The mahogany panels in Sir Henry's study conceal a secret door on either side of the fireplace. You can take the passageway to the left of the fireplace to the second floor, or use the stairway from the Great Hall if a less narrow, steep route is preferred (and it is narrow!).

Renovated by the Garden Club of Toronto, the 6 acres surrounding the castle feature formal perennial borders, sculpture and fountains. The wooded hillside showcases wild flowers and ferns plus dramatic rhododendrons and decorative grasses. Enjoy the serene beauty and changing panorama of rainbow colours May through October as the gardens mirror the transition of the Canadian seasons.

As it is late October there wasn't a lot of colour, but I would love to see them in the spring and summer!

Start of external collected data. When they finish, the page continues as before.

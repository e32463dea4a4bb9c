//! The reconstructed call handed to a wrapped function.

use anyhow::{anyhow, Context, Result};
use serde::de::DeserializeOwned;
use serde_json::Value;
use std::collections::BTreeMap;

/// Arguments for one call, split the way a signature splits them.
///
/// `keywords` holds keyword-only parameters; `captured` holds whatever the
/// variadic keyword parameter collected. The two never share a name.
///
/// # Example
///
/// ```
/// use entrypoint::CallArgs;
/// use serde_json::json;
///
/// let args = CallArgs {
///     positional: vec![json!("first"), json!(1), json!(2)],
///     ..CallArgs::default()
/// };
/// let first: String = args.arg(0).unwrap();
/// let rest: Vec<i64> = args.rest(1).unwrap();
/// assert_eq!(first, "first");
/// assert_eq!(rest, vec![1, 2]);
/// ```
#[derive(Clone, Debug, Default, PartialEq)]
pub struct CallArgs {
    /// Plain parameters followed by the variadic positional values
    pub positional: Vec<Value>,
    /// Keyword-only parameters
    pub keywords: BTreeMap<String, Value>,
    /// Values routed into the variadic keyword parameter
    pub captured: BTreeMap<String, Value>,
}

impl CallArgs {
    /// Deserialize the positional value at `index`
    pub fn arg<T: DeserializeOwned>(&self, index: usize) -> Result<T> {
        let value = self
            .positional
            .get(index)
            .ok_or_else(|| anyhow!("missing positional argument {}", index))?;
        serde_json::from_value(value.clone())
            .with_context(|| format!("positional argument {} has the wrong type", index))
    }

    /// Deserialize every positional value from `from` onwards
    pub fn rest<T: DeserializeOwned>(&self, from: usize) -> Result<Vec<T>> {
        self.positional
            .iter()
            .enumerate()
            .skip(from)
            .map(|(index, value)| {
                serde_json::from_value(value.clone())
                    .with_context(|| format!("positional argument {} has the wrong type", index))
            })
            .collect()
    }

    /// Deserialize a keyword-only value, falling back to captured values
    pub fn keyword<T: DeserializeOwned>(&self, name: &str) -> Result<T> {
        let value = self
            .keywords
            .get(name)
            .or_else(|| self.captured.get(name))
            .ok_or_else(|| anyhow!("missing keyword argument `{}`", name))?;
        serde_json::from_value(value.clone())
            .with_context(|| format!("keyword argument `{}` has the wrong type", name))
    }

    /// Keyword-only and captured values together
    pub fn all_keywords(&self) -> BTreeMap<String, Value> {
        let mut all = self.keywords.clone();
        all.extend(self.captured.iter().map(|(k, v)| (k.clone(), v.clone())));
        all
    }
}

#[cfg(test)]
mod tests {
    use super::*;
    use serde_json::json;

    #[test]
    fn test_typed_accessors() {
        let mut args = CallArgs {
            positional: vec![json!(1), json!(2)],
            ..CallArgs::default()
        };
        args.keywords.insert("x".to_string(), json!("y"));
        args.captured.insert("spam".to_string(), json!("lovely"));

        assert_eq!(args.arg::<i64>(1).unwrap(), 2);
        assert_eq!(args.keyword::<String>("x").unwrap(), "y");
        assert_eq!(args.keyword::<String>("spam").unwrap(), "lovely");
        assert_eq!(args.all_keywords().len(), 2);
    }

    #[test]
    fn test_missing_and_mistyped() {
        let args = CallArgs {
            positional: vec![json!("text")],
            ..CallArgs::default()
        };
        assert!(args.arg::<String>(3).is_err());
        assert!(args.arg::<i64>(0).is_err());
        assert!(args.keyword::<String>("nope").is_err());
        assert!(args.rest::<String>(1).unwrap().is_empty());
    }
}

  1. Gorgeous shots! There is such artistry in these designs and in the gardens, too. Thanks for sharing...and here's MY SATURDAY SNAPSHOT POST

  2. The next time I'm in Toronto I must visit this place. Thanks for the virtual tour!

  3. Wow- a modern-day castle! I would love that conservatory too! Thanks for sharing your tour. :-)

  4. Absolutely amazing, inside and out!! Thanks for sharing!
    Here's My Saturday Snapshot

  5. The conservatory dome is stunning - they must dread hailstorms though!

  6. I loved that conservatory too, I want one, I'm sure it'd fit on our house.